The SpaceTimeFunctions element is a location for writing user defined functions that specifically depend on the spatial and temporal variables x, y, z, and t. A space time function can use Parameters and Constants by just typing them directly in as a value of the property.

  • User Defined.

    This option is deprecated. Use expression instead.

  • expression

    This is the user-supplied expression that is a function of x, y, z, or t. It can include any pre-defined Constants, Parameters, or Functions, as well as real numbers.

    For a list of supported functions that be included in the user-written expression for the function, see expression (STFunc).

  • python

    This space time function will allow access to a function defined in a Python file to be used in place of a user-defined function.


    This is the name of the Python function to be accessed. The Python file must be in the same directory as the runspace.

  • feedback

    This space time function is used to take the value from a history and use that value in the next timestep, allowing feedback.


    The initial value to be used in the feedback loop. This expression will be multiplied from the value of the history in the previous output.
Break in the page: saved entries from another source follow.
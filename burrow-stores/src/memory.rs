// Copyright 2025 Burrow Contributors
//
// Licensed under the Apache License, Version 2.0 (the "License");
// you may not use this file except in compliance with the License.
// You may obtain a copy of the License at
//
//     http://www.apache.org/licenses/LICENSE-2.0
//
// Unless required by applicable law or agreed to in writing, software
// distributed under the License is distributed on an "AS IS" BASIS,
// WITHOUT WARRANTIES OR CONDITIONS OF ANY KIND, either express or implied.
// See the License for the specific language governing permissions and
// limitations under the License.
//
// SPDX-License-Identifier: Apache-2.0

//! In-memory position store and failure spool.
//!
//! Suitable for tests, local development and single-process deployments that
//! can afford to forget positions on restart.
//!
//! # Limitations
//!
//! - **No persistence**: positions and spooled messages are lost on restart
//! - **Single process only**: cannot be shared across instances
//!
//! Use the `MongoDB` or Redis backends when either matters.
//!
//! # Example
//!
//! ```rust
//! use burrow_stores::memory::{MemoryPositionStore, MemorySpool};
//! use burrow_core::state::PositionStore;
//! use bson::doc;
//!
//! # async fn example() -> Result<(), Box<dyn std::error::Error>> {
//! let positions = MemoryPositionStore::new();
//! positions.commit("orders", &doc! { "_data": "token" }, None).await?;
//!
//! let record = positions.load("orders").await?.unwrap();
//! assert_eq!(record.last_position, doc! { "_data": "token" });
//!
//! let spool = MemorySpool::new();
//! # let _ = spool;
//! # Ok(())
//! # }
//! ```

use async_trait::async_trait;
use bson::Document;
use burrow_core::spool::{sort_oldest_first, FailureSpool, SpoolError, SpooledMessage};
use burrow_core::state::{PositionRecord, PositionStore, StateStoreError};
use std::collections::HashMap;
use std::sync::Arc;
use tokio::sync::{Mutex, RwLock};
use tracing::{debug, trace};

/// In-memory [`PositionStore`]: one record per collection in a map.
///
/// Cloning shares the underlying map.
#[derive(Debug, Clone, Default)]
pub struct MemoryPositionStore {
    records: Arc<RwLock<HashMap<String, PositionRecord>>>,
}

impl MemoryPositionStore {
    /// Creates an empty store.
    #[must_use]
    pub fn new() -> Self {
        debug!("Creating in-memory position store");
        Self::default()
    }

    /// Creates a store with pre-populated records.
    #[must_use]
    pub fn with_records(records: HashMap<String, PositionRecord>) -> Self {
        debug!(count = records.len(), "Creating in-memory position store with records");
        Self {
            records: Arc::new(RwLock::new(records)),
        }
    }

    /// Number of tracked collections.
    pub async fn len(&self) -> usize {
        self.records.read().await.len()
    }

    /// True when no collection is tracked.
    pub async fn is_empty(&self) -> bool {
        self.records.read().await.is_empty()
    }
}

#[async_trait]
impl PositionStore for MemoryPositionStore {
    async fn load(&self, collection: &str) -> Result<Option<PositionRecord>, StateStoreError> {
        let record = self.records.read().await.get(collection).cloned();
        trace!(collection, found = record.is_some(), "Loaded position");
        Ok(record)
    }

    async fn commit(
        &self,
        collection: &str,
        position: &Document,
        description: Option<Document>,
    ) -> Result<(), StateStoreError> {
        let record = PositionRecord::new(collection, position.clone(), description);
        self.records
            .write()
            .await
            .insert(collection.to_string(), record);
        trace!(collection, "Committed position");
        Ok(())
    }

    async fn delete(&self, collection: &str) -> Result<(), StateStoreError> {
        let removed = self.records.write().await.remove(collection).is_some();
        debug!(collection, removed, "Deleted position");
        Ok(())
    }

    async fn list(&self) -> Result<HashMap<String, PositionRecord>, StateStoreError> {
        Ok(self.records.read().await.clone())
    }

    async fn close(&self) -> Result<(), StateStoreError> {
        debug!("Closing in-memory position store");
        Ok(())
    }
}

/// In-memory [`FailureSpool`].
///
/// Appends and drains take the same lock, so an append racing a drain lands
/// either in that drain or in the next one.
#[derive(Debug, Clone, Default)]
pub struct MemorySpool {
    messages: Arc<Mutex<Vec<SpooledMessage>>>,
}

impl MemorySpool {
    /// Creates an empty spool.
    #[must_use]
    pub fn new() -> Self {
        debug!("Creating in-memory failure spool");
        Self::default()
    }

    /// Copy of the spooled messages in append order, without draining.
    pub async fn snapshot(&self) -> Vec<SpooledMessage> {
        self.messages.lock().await.clone()
    }
}

#[async_trait]
impl FailureSpool for MemorySpool {
    async fn append(&self, message: SpooledMessage) -> Result<(), SpoolError> {
        let mut messages = self.messages.lock().await;
        messages.push(message);
        trace!(depth = messages.len(), "Spooled message");
        Ok(())
    }

    async fn drain_all(&self) -> Result<Vec<SpooledMessage>, SpoolError> {
        let mut drained = std::mem::take(&mut *self.messages.lock().await);
        sort_oldest_first(&mut drained);
        debug!(count = drained.len(), "Drained spool");
        Ok(drained)
    }

    async fn len(&self) -> Result<usize, SpoolError> {
        Ok(self.messages.lock().await.len())
    }
}

#[cfg(test)]
mod tests {
    use super::*;
    use bson::doc;
    use burrow_core::destination::{DeliverablePayload, Destination};
    use chrono::{Duration, Utc};

    fn message(queue: &str, text: &str) -> SpooledMessage {
        SpooledMessage::new(
            Destination::queue(queue).target(),
            DeliverablePayload::Text(text.to_string()),
            "timeout",
        )
    }

    fn text(message: &SpooledMessage) -> &str {
        match &message.payload {
            DeliverablePayload::Text(t) => t,
            _ => "",
        }
    }

    #[tokio::test]
    async fn commit_replaces_previous_position() {
        let store = MemoryPositionStore::new();
        store.commit("orders", &doc! { "_data": "1" }, None).await.unwrap();
        store
            .commit(
                "orders",
                &doc! { "_data": "2" },
                Some(doc! { "operationType": "insert" }),
            )
            .await
            .unwrap();

        assert_eq!(store.len().await, 1);
        let record = store.load("orders").await.unwrap().unwrap();
        assert_eq!(record.last_position, doc! { "_data": "2" });
        assert_eq!(record.description, Some(doc! { "operationType": "insert" }));
    }

    #[tokio::test]
    async fn load_missing_collection() {
        let store = MemoryPositionStore::new();
        assert!(store.load("orders").await.unwrap().is_none());
    }

    #[tokio::test]
    async fn delete_and_list() {
        let store = MemoryPositionStore::new();
        store.commit("orders", &doc! { "_data": "1" }, None).await.unwrap();
        store.commit("users", &doc! { "_data": "2" }, None).await.unwrap();

        let all = store.list().await.unwrap();
        assert_eq!(all.len(), 2);
        assert_eq!(all["users"].last_position, doc! { "_data": "2" });

        store.delete("orders").await.unwrap();
        store.delete("orders").await.unwrap();
        assert!(store.load("orders").await.unwrap().is_none());
        assert_eq!(store.len().await, 1);
    }

    #[tokio::test]
    async fn clones_share_records() {
        let store = MemoryPositionStore::new();
        let clone = store.clone();
        clone.commit("orders", &doc! { "_data": "1" }, None).await.unwrap();
        assert!(store.load("orders").await.unwrap().is_some());
    }

    #[tokio::test]
    async fn drain_returns_oldest_first_and_clears() {
        let spool = MemorySpool::new();
        let now = Utc::now();

        let mut late = message("audit", "late");
        late.created_at = now;
        let mut early = message("audit", "early");
        early.created_at = now - Duration::seconds(5);
        let mut tie = message("search", "tie");
        tie.created_at = now;

        spool.append(late).await.unwrap();
        spool.append(early).await.unwrap();
        spool.append(tie).await.unwrap();
        assert_eq!(spool.len().await.unwrap(), 3);

        let drained = spool.drain_all().await.unwrap();
        let order: Vec<_> = drained.iter().map(text).collect();
        assert_eq!(order, vec!["early", "late", "tie"]);
        assert!(spool.is_empty().await.unwrap());
        assert!(spool.drain_all().await.unwrap().is_empty());
    }

    #[tokio::test]
    async fn append_racing_drain_is_not_lost() {
        let spool = MemorySpool::new();
        for i in 0..100 {
            spool.append(message("audit", &i.to_string())).await.unwrap();
        }

        let appender = {
            let spool = spool.clone();
            tokio::spawn(async move { spool.append(message("audit", "racer")).await })
        };
        let first = spool.drain_all().await.unwrap();
        appender.await.unwrap().unwrap();
        let second = spool.drain_all().await.unwrap();

        let total: Vec<_> = first.iter().chain(second.iter()).map(text).collect();
        assert_eq!(total.len(), 101);
        assert_eq!(total.iter().filter(|t| **t == "racer").count(), 1);
    }
}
    The name of the history from which to take values; pseudo-potential and absorbed particle current histories are supported.

    history goal

    The value of the history that should be obtained.

    time constant

    Defines how quickly the feedback responds to a difference in the measured and desired value. If too small, the measured value will oscillate near the desired value, if too large it will take a long time to reach the desired value.

  • chirpWavePulse

    Produces a plane wave modulated by a pulse envelope. For more information, see chirpWavePulse.

  • cosineFlattop

    Flat top function. See cosineFlattop.

  • cosineRamp

    Function for an initial ramp. See cosineRamp.

  • gaussian

    Produces a Gaussian function. See gaussian.

  • gaussianPulse

    Creates a sinusoidal pulse in the form of a Gaussian beam, modulated by a Gaussian envelope longitudinally. See gaussianPulse.

  • halfSinePulse

    Function for a sinusoidal pulse in the form of a Gaussian beam, modulated by a longitudinal half-sine function. See halfSinePulse.

  • leakychannel

    Function that is parabolic in radius, then drops linearly to zero. See leakychannel.

  • planeWavePulse

    Creates a plane wave that’s modulated by a Gaussian transversely and by a half-sine function longitudinally. See planeWavePulse.

  • radialCosChannel

    Function for an initial ramp into a region of a channel. See radialCosChannel.

  • sinePlaneWave

    Generates a plane wave pulse that is based on a sine wave. See sinePlaneWave.

  • sum function

    This is the sum of two previously defined space time functions. The functions used must be defined before their use in the sum function. Sum functions may be nested. For example, you could have a second sum function that accepts a previously defined sum function in order to sum three or more space time functions.


    The first function to be summed.


    The second function to be summed.

  • product function

    This is the product of two previously defined space time functions. The functions used must be defined before their use in the product function. Product functions may be nested, for example, a second product function can be used to accept a previously defined product function in order to multiply three or more space time functions together.


    The first function to be summed.


    The second function to be summed.